_Entries taken from a collection_
/// Space-stuffing and flow markers (RFC 3676 sections 4.2 and 4.4).
pub struct Stuffing;

impl Stuffing {
    /// Character inserted by producers in front of lines that could be
    /// misread as quoted, and the character that marks a flowed line.
    pub const SPACE: char = ' ';

    /// Removes exactly one leading stuffing space, if present.
    pub fn unstuff(s: &str) -> &str {
        s.strip_prefix(Self::SPACE).unwrap_or(s)
    }

    /// Returns the content of a flowed line without its trailing space, or
    /// `None` if the line is fixed.
    pub fn flowed(s: &str) -> Option<&str> {
        s.strip_suffix(Self::SPACE)
    }
}

#[cfg(test)]
mod tests {
    use super::*;

    #[test]
    fn unstuff_removes_one_space() {
        assert_eq!(Stuffing::unstuff(" foo"), "foo");
        assert_eq!(Stuffing::unstuff("  foo"), " foo");
        assert_eq!(Stuffing::unstuff("foo"), "foo");
    }

    #[test]
    fn flowed_strips_one_trailing_space() {
        assert_eq!(Stuffing::flowed("foo "), Some("foo"));
        assert_eq!(Stuffing::flowed("foo  "), Some("foo "));
        assert_eq!(Stuffing::flowed("foo"), None);
    }
}
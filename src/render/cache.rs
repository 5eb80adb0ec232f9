//! Per-session resource cache keyed by configuration signatures
//!
//! One cache per render session, owned and mutated only by that session's
//! loop. A key is a part-scoped [`ConfigSignature`], so two configurations
//! that agree on a part's relevant fields share the same GPU resources.
//! Lifetime is the render session: entries are created lazily and released
//! explicitly on teardown.

use std::collections::HashMap;
use std::sync::Arc;

use crate::config::ConfigSignature;

/// Keyed store for one resource kind
///
/// Generic over the resource so the reuse invariant is testable without a
/// GPU device. `get_or_insert_with` guarantees at most one allocation per
/// distinct key.
pub struct SignatureCache<T> {
    entries: HashMap<ConfigSignature, Arc<T>>,
    allocations: u64,
    hits: u64,
}

impl<T> SignatureCache<T> {
    pub fn new() -> Self {
        Self {
            entries: HashMap::new(),
            allocations: 0,
            hits: 0,
        }
    }

    /// Fetch the entry for `key`, building it once if absent
    pub fn get_or_insert_with<F>(&mut self, key: &str, build: F) -> Arc<T>
    where
        F: FnOnce() -> T,
    {
        if let Some(existing) = self.entries.get(key) {
            self.hits += 1;
            return existing.clone();
        }
        self.allocations += 1;
        let built = Arc::new(build());
        self.entries.insert(key.to_owned(), built.clone());
        built
    }

    /// Look up without inserting
    pub fn get(&self, key: &str) -> Option<Arc<T>> {
        self.entries.get(key).cloned()
    }

    pub fn contains(&self, key: &str) -> bool {
        self.entries.contains_key(key)
    }

    pub fn len(&self) -> usize {
        self.entries.len()
    }

    pub fn is_empty(&self) -> bool {
        self.entries.is_empty()
    }

    /// Total number of build calls over the cache lifetime
    pub fn allocations(&self) -> u64 {
        self.allocations
    }

    /// Total number of key hits over the cache lifetime
    pub fn hits(&self) -> u64 {
        self.hits
    }

    /// Drop every entry, calling `release` on each before removal
    pub fn dispose_with<F>(&mut self, mut release: F)
    where
        F: FnMut(&T),
    {
        for entry in self.entries.values() {
            release(entry);
        }
        self.entries.clear();
    }

    /// Drop every entry
    pub fn clear(&mut self) {
        self.entries.clear();
    }
}

impl<T> Default for SignatureCache<T> {
    fn default() -> Self {
        Self::new()
    }
}

/// GPU mesh handle: vertex + index buffers
pub struct GpuMesh {
    pub vertex_buffer: wgpu::Buffer,
    pub index_buffer: wgpu::Buffer,
    pub index_count: u32,
    /// Optional per-instance transform buffer (instanced markers)
    pub instance_buffer: Option<wgpu::Buffer>,
    pub instance_count: u32,
}

impl GpuMesh {
    /// Release the underlying GPU buffers
    pub fn destroy(&self) {
        self.vertex_buffer.destroy();
        self.index_buffer.destroy();
        if let Some(instances) = &self.instance_buffer {
            instances.destroy();
        }
    }
}

/// The keyed stores owned by one render session
pub struct ResourceCache {
    pub geometry: SignatureCache<GpuMesh>,
    pub textures: SignatureCache<wgpu::Texture>,
}

impl ResourceCache {
    pub fn new() -> Self {
        Self {
            geometry: SignatureCache::new(),
            textures: SignatureCache::new(),
        }
    }

    /// Release every cached GPU handle; the cache is empty afterwards
    pub fn dispose(&mut self) {
        let meshes = self.geometry.len();
        let textures = self.textures.len();
        self.geometry.dispose_with(|mesh| mesh.destroy());
        self.textures.dispose_with(|texture| texture.destroy());
        log::debug!("resource cache disposed ({meshes} meshes, {textures} textures)");
    }
}

impl Default for ResourceCache {
    fn default() -> Self {
        Self::new()
    }
}

#[cfg(test)]
mod tests {
    use super::*;

    #[test]
    fn test_single_allocation_per_key() {
        let mut cache: SignatureCache<String> = SignatureCache::new();

        let a = cache.get_or_insert_with("dial:black/sunburst", || "mesh".to_owned());
        let b = cache.get_or_insert_with("dial:black/sunburst", || "other".to_owned());

        // Identical key: identical handle, builder ran once
        assert!(Arc::ptr_eq(&a, &b));
        assert_eq!(cache.allocations(), 1);
        assert_eq!(cache.hits(), 1);
        assert_eq!(*b, "mesh");
    }

    #[test]
    fn test_distinct_keys_distinct_handles() {
        let mut cache: SignatureCache<u32> = SignatureCache::new();
        let a = cache.get_or_insert_with("strap:leather/black", || 1);
        let b = cache.get_or_insert_with("strap:rubber/black", || 2);
        assert!(!Arc::ptr_eq(&a, &b));
        assert_eq!(cache.allocations(), 2);
    }

    #[test]
    fn test_dispose_releases_everything() {
        let mut cache: SignatureCache<u32> = SignatureCache::new();
        cache.get_or_insert_with("a", || 1);
        cache.get_or_insert_with("b", || 2);

        let mut released = 0;
        cache.dispose_with(|_| released += 1);
        assert_eq!(released, 2);
        assert!(cache.is_empty());
        assert!(!cache.contains("a"));
    }

    #[test]
    fn test_get_does_not_insert() {
        let cache: SignatureCache<u32> = SignatureCache::new();
        assert!(cache.get("missing").is_none());
        assert_eq!(cache.len(), 0);
    }
}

_Problem details_
Return all of the data above verbatim.

_Answer to this problem_
/// Space-stuffing and flow markers (RFC 3676 sections 4.2 and 4.4).
pub struct Stuffing;

impl Stuffing {
    /// Character inserted by producers in front of lines that could be
    /// misread as quoted, and the character that marks a flowed line.
    pub const SPACE: char = ' ';

    /// Removes exactly one leading stuffing space, if present.
    pub fn unstuff(s: &str) -> &str {
        s.strip_prefix(Self::SPACE).unwrap_or(s)
    }

    /// Returns the content of a flowed line without its trailing space, or
    /// `None` if the line is fixed.
    pub fn flowed(s: &str) -> Option<&str> {
        s.strip_suffix(Self::SPACE)
    }
}

#[cfg(test)]
mod tests {
    use super::*;

    #[test]
    fn unstuff_removes_one_space() {
        assert_eq!(Stuffing::unstuff(" foo"), "foo");
        assert_eq!(Stuffing::unstuff("  foo"), " foo");
        assert_eq!(Stuffing::unstuff("foo"), "foo");
    }

    #[test]
    fn flowed_strips_one_trailing_space() {
        assert_eq!(Stuffing::flowed("foo "), Some("foo"));
        assert_eq!(Stuffing::flowed("foo  "), Some("foo "));
        assert_eq!(Stuffing::flowed("foo"), None);
    }
}
filename src/render/cache.rs
repository 5eb80adb0ec232f9
//! Per-session resource cache keyed by configuration signatures
//!
//! One cache per render session, owned and mutated only by that session's
//! loop. A key is a part-scoped [`ConfigSignature`], so two configurations
//! that agree on a part's relevant fields share the same GPU resources.
//! Lifetime is the render session: entries are created lazily and released
//! explicitly on teardown.

use std::collections::HashMap;
use std::sync::Arc;

use crate::config::ConfigSignature;

/// Keyed store for one resource kind
///
/// Generic over the resource so the reuse invariant is testable without a
/// GPU device. `get_or_insert_with` guarantees at most one allocation per
/// distinct key.
pub struct SignatureCache<T> {
    entries: HashMap<ConfigSignature, Arc<T>>,
    allocations: u64,
    hits: u64,
}

impl<T> SignatureCache<T> {
    pub fn new() -> Self {
        Self {
            entries: HashMap::new(),
            allocations: 0,
            hits: 0,
        }
    }

    /// Fetch the entry for `key`, building it once if absent
    pub fn get_or_insert_with<F>(&mut self, key: &str, build: F) -> Arc<T>
    where
        F: FnOnce() -> T,
    {
        if let Some(existing) = self.entries.get(key) {
            self.hits += 1;
            return existing.clone();
        }
        self.allocations += 1;
        let built = Arc::new(build());
        self.entries.insert(key.to_owned(), built.clone());
        built
    }

    /// Look up without inserting
    pub fn get(&self, key: &str) -> Option<Arc<T>> {
        self.entries.get(key).cloned()
    }

    pub fn contains(&self, key: &str) -> bool {
        self.entries.contains_key(key)
    }

    pub fn len(&self) -> usize {
        self.entries.len()
    }

    pub fn is_empty(&self) -> bool {
        self.entries.is_empty()
    }

    /// Total number of build calls over the cache lifetime
    pub fn allocations(&self) -> u64 {
        self.allocations
    }

    /// Total number of key hits over the cache lifetime
    pub fn hits(&self) -> u64 {
        self.hits
    }

    /// Drop every entry, calling `release` on each before removal
    pub fn dispose_with<F>(&mut self, mut release: F)
    where
        F: FnMut(&T),
    {
        for entry in self.entries.values() {
            release(entry);
        }
        self.entries.clear();
    }

    /// Drop every entry
    pub fn clear(&mut self) {
        self.entries.clear();
    }
}

impl<T> Default for SignatureCache<T> {
    fn default() -> Self {
        Self::new()
    }
}

/// GPU mesh handle: vertex + index buffers
pub struct GpuMesh {
    pub vertex_buffer: wgpu::Buffer,
    pub index_buffer: wgpu::Buffer,
    pub index_count: u32,
    /// Optional per-instance transform buffer (instanced markers)
    pub instance_buffer: Option<wgpu::Buffer>,
    pub instance_count: u32,
}

impl GpuMesh {
    /// Release the underlying GPU buffers
    pub fn destroy(&self) {
        self.vertex_buffer.destroy();
        self.index_buffer.destroy();
        if let Some(instances) = &self.instance_buffer {
            instances.destroy();
        }
    }
}

/// The keyed stores owned by one render session
pub struct ResourceCache {
    pub geometry: SignatureCache<GpuMesh>,
    pub textures: SignatureCache<wgpu::Texture>,
}

impl ResourceCache {
    pub fn new() -> Self {
        Self {
            geometry: SignatureCache::new(),
            textures: SignatureCache::new(),
        }
    }

    /// Release every cached GPU handle; the cache is empty afterwards
    pub fn dispose(&mut self) {
        let meshes = self.geometry.len();
        let textures = self.textures.len();
        self.geometry.dispose_with(|mesh| mesh.destroy());
        self.textures.dispose_with(|texture| texture.destroy());
        log::debug!("resource cache disposed ({meshes} meshes, {textures} textures)");
    }
}

impl Default for ResourceCache {
    fn default() -> Self {
        Self::new()
    }
}

#[cfg(test)]
mod tests {
    use super::*;

    #[test]
    fn test_single_allocation_per_key() {
        let mut cache: SignatureCache<String> = SignatureCache::new();

        let a = cache.get_or_insert_with("dial:black/sunburst", || "mesh".to_owned());
        let b = cache.get_or_insert_with("dial:black/sunburst", || "other".to_owned());

        // Identical key: identical handle, builder ran once
        assert!(Arc::ptr_eq(&a, &b));
        assert_eq!(cache.allocations(), 1);
        assert_eq!(cache.hits(), 1);
        assert_eq!(*b, "mesh");
    }

    #[test]
    fn test_distinct_keys_distinct_handles() {
        let mut cache: SignatureCache<u32> = SignatureCache::new();
        let a = cache.get_or_insert_with("strap:leather/black", || 1);
        let b = cache.get_or_insert_with("strap:rubber/black", || 2);
        assert!(!Arc::ptr_eq(&a, &b));
        assert_eq!(cache.allocations(), 2);
    }

    #[test]
    fn test_dispose_releases_everything() {
        let mut cache: SignatureCache<u32> = SignatureCache::new();
        cache.get_or_insert_with("a", || 1);
        cache.get_or_insert_with("b", || 2);

        let mut released = 0;
        cache.dispose_with(|_| released += 1);
        assert_eq!(released, 2);
        assert!(cache.is_empty());
        assert!(!cache.contains("a"));
    }

    #[test]
    fn test_get_does_not_insert() {
        let cache: SignatureCache<u32> = SignatureCache::new();
        assert!(cache.get("missing").is_none());
        assert_eq!(cache.len(), 0);
    }
}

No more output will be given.